Still in basic clothes. Obviously, no time to go and get some pyjamas then.
“What happened to you?”
“Got side-tracked on what I thought might be a lead, and it wasn’t. Just a waste of time and a long night. Thought I’d come here and get some shuteye. Perhaps not. Are you going to order breakfast?”
“Of course.”
“I’ll have a pot of coffee and a paper, preferably one with a crossword.”
She rang down a breakfast order, full English, then said she was having a quick shower. I heard the water running and wondered if she was giving Severin a short report. Old trick, running water hides conversations.
Breakfast arrived at the same time as she came out of the bathroom, hair up in a towel, and in one of the hotel dressing gowns. My imagination got a five-second workout before I grabbed the paper and the coffee and sat in the corner.
She could have the desk.
“Do we know where Maury is?” I asked suddenly.
“Who?”
She hesitated before answering, a moment to give herself time to process the question, and if there were any hidden meanings.
“You know? You dropped a tracker on him.”
“Oh, him. He must have found and dumped it. It was pinging about 100 yards from the flat.”
Of course. There probably wasn’t one in the first place.
“Pity. I’d like to turn up unannounced, give him a bit of a scare.”
I went back to the crossword, keeping an eye on her, noticing every now and then giving me a sideways glance.
“Did you go anywhere after the flat?” Again sudden, out of left field.
“No. Just come straight back here. Do you want to keep the room for a few days? See what happens.”
“Sounds like a good idea. Look, I have to run an errand this morning, unfortunately, it’s not a work matter, so I’ll give you a call on my way back. You must want to talk to your people and let them know what’s happening if you haven’t already.”
I finished the coffee, folded the paper, and stood.
“At the very least,” I added, “I have to go back into the office and report to Nobbin. I’m sure he’ll be impressed with the lack of progress.”
“Won’t you run into that other fellow, what’s his name?”
“Severin?”
“Him, yes.”
“I don’t think so. His name will probably be very high on the ‘we’d like to talk to you’ list if he shows his face. Anyway, I’ve got your number.”
I deliberately waved the phone where she could see it, and the implication she could probably use it to track my movements. That might have been the case if there was a sim card in it, and it was similar to the phone she last saw me with.
It was not.
Where I was going, no one was going to follow me or find me.
This book has finally come back from the Editor, so this month it is going to get a second revision, a second draft for the editor, and beta readers.
…
It’s the final battle.
Never trust anyone else to do the job you should have done yourself in the first place.
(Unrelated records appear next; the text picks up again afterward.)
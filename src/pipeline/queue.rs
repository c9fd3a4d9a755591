//! Bounded path queue with backpressure
//!
//! The dispatcher is the single producer and the workers are the consumers.
//! Capacity equals the worker count, so at most `concurrency` paths wait at
//! any time. A full queue blocks the dispatcher, which keeps polling the
//! cancellation token while it waits.
//!
//! Under collection ordering an [`OrderWindow`] also holds the dispatcher back
//! while the task index is too far ahead of the last entry the writer emitted.

use std::sync::atomic::{AtomicU64, Ordering};
use std::sync::{Arc, Condvar, Mutex, PoisonError};
use std::time::Duration;

use crossbeam_channel::{Receiver, SendTimeoutError, Sender, bounded};

use crate::collect::FileTask;

use super::cancel::CancelToken;

/// How long a blocked send waits before re-checking cancellation
const CANCEL_POLL_INTERVAL: Duration = Duration::from_millis(20);

/// Statistics for the path queue
#[derive(Debug, Default)]
pub struct QueueStats {
    /// Total tasks enqueued
    pub enqueued: AtomicU64,

    /// Number of sends that found the queue full
    pub backpressure_events: AtomicU64,

    /// Number of sends held back by the order window
    pub window_waits: AtomicU64,
}

impl QueueStats {
    pub fn enqueued(&self) -> u64 {
        self.enqueued.load(Ordering::Relaxed)
    }

    pub fn backpressure_count(&self) -> u64 {
        self.backpressure_events.load(Ordering::Relaxed)
    }

    pub fn window_wait_count(&self) -> u64 {
        self.window_waits.load(Ordering::Relaxed)
    }
}

/// How far dispatch may run ahead of the writer when entries are emitted in
/// collection order.
///
/// The writer publishes the next index it is waiting for. Task `i` is only
/// dispatched once `i < next_emitted + width`, so every index held in the
/// reorder buffer lies inside that range and the buffer never holds more than
/// `width - 1` entries.
#[derive(Debug)]
pub struct OrderWindow {
    width: usize,
    state: Mutex<WindowState>,
    advanced: Condvar,
}

#[derive(Debug, Default)]
struct WindowState {
    next_emitted: usize,
    closed: bool,
}

enum WindowWait {
    Admitted,
    Cancelled,
}

impl OrderWindow {
    pub fn new(width: usize) -> Self {
        Self {
            width: width.max(1),
            state: Mutex::new(WindowState::default()),
            advanced: Condvar::new(),
        }
    }

    pub fn width(&self) -> usize {
        self.width
    }

    /// Record that every index below `next` has been emitted.
    pub fn advance(&self, next: usize) {
        let mut state = self.state.lock().unwrap_or_else(PoisonError::into_inner);
        if next > state.next_emitted {
            state.next_emitted = next;
            self.advanced.notify_all();
        }
    }

    /// Stop holding back dispatch. Called when the writer or a worker goes
    /// away and the window can no longer advance.
    pub fn close(&self) {
        let mut state = self.state.lock().unwrap_or_else(PoisonError::into_inner);
        state.closed = true;
        self.advanced.notify_all();
    }

    fn admits(&self, state: &WindowState, index: usize) -> bool {
        state.closed || index < state.next_emitted.saturating_add(self.width)
    }

    /// Block until `index` fits the window. Returns the wait outcome and
    /// whether the caller had to wait at all.
    fn wait_for(&self, index: usize, cancel: &CancelToken) -> (WindowWait, bool) {
        let mut state = self.state.lock().unwrap_or_else(PoisonError::into_inner);
        let mut waited = false;

        while !self.admits(&state, index) {
            if cancel.is_cancelled() {
                return (WindowWait::Cancelled, waited);
            }
            waited = true;
            state = self
                .advanced
                .wait_timeout(state, CANCEL_POLL_INTERVAL)
                .unwrap_or_else(PoisonError::into_inner)
                .0;
        }
        (WindowWait::Admitted, waited)
    }
}

/// Result of a cancellable send
#[derive(Debug, Clone, Copy, PartialEq, Eq)]
pub enum SendOutcome {
    Sent,
    /// Cancellation was observed before the task could be queued
    Cancelled,
    /// Every worker has gone away
    Closed,
}

/// Producer half of the path queue. Dropping it closes the queue.
pub struct PathSender {
    sender: Sender<FileTask>,
    stats: Arc<QueueStats>,
}

/// Create a bounded path queue.
pub fn path_queue(capacity: usize) -> (PathSender, Receiver<FileTask>, Arc<QueueStats>) {
    let (sender, receiver) = bounded(capacity.max(1));
    let stats = Arc::new(QueueStats::default());
    let tx = PathSender {
        sender,
        stats: Arc::clone(&stats),
    };
    (tx, receiver, stats)
}

impl PathSender {
    /// Send a task, blocking while the queue is full and giving up if the
    /// token is cancelled in the meantime.
    pub fn send_cancellable(&self, task: FileTask, cancel: &CancelToken) -> SendOutcome {
        let mut task = task;
        let mut blocked = false;

        loop {
            if cancel.is_cancelled() {
                return SendOutcome::Cancelled;
            }

            match self.sender.send_timeout(task, CANCEL_POLL_INTERVAL) {
                Ok(()) => {
                    self.stats.enqueued.fetch_add(1, Ordering::Relaxed);
                    return SendOutcome::Sent;
                }
                Err(SendTimeoutError::Timeout(returned)) => {
                    if !blocked {
                        self.stats.backpressure_events.fetch_add(1, Ordering::Relaxed);
                        blocked = true;
                    }
                    task = returned;
                }
                Err(SendTimeoutError::Disconnected(_)) => return SendOutcome::Closed,
            }
        }
    }

    /// Like [`send_cancellable`](Self::send_cancellable), but first waits
    /// until the task index fits the order window.
    pub fn send_in_window(
        &self,
        task: FileTask,
        cancel: &CancelToken,
        window: &OrderWindow,
    ) -> SendOutcome {
        let (wait, waited) = window.wait_for(task.index, cancel);
        if waited {
            self.stats.window_waits.fetch_add(1, Ordering::Relaxed);
        }
        match wait {
            WindowWait::Admitted => self.send_cancellable(task, cancel),
            WindowWait::Cancelled => SendOutcome::Cancelled,
        }
    }
}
It’s an interesting premise, but somehow encapsulates the ethos of this story.
Who is Romanov? Zoe, Irina, whatever you want to call her, he’s her father.
But…
The notion that anonymously putting out a finder’s fee on his daughter’s head, coupled with the ire of Olga over the death of her son, sent everyone from the Minister in the Kremlin down into a tailspin.
The first effort, had the kidnappers just followed the rules, would have got an enormous payday, and everything would have been resolved there and then, in Marseilles.
No, people got greedy.
So did all the others, getting wind of what was at stake, enough to retire, or continue to retire in style.
Dominica, Yuri, and even Olga had she been smart.
She was not.
People didn’t have to die. Zoe could have been spared a killing spree, and John some maybe quality time with Olga. It’s a mistake Olga won’t make again.
And John, now with a father-in-law, well it’s just another surprise in a long list of surprises.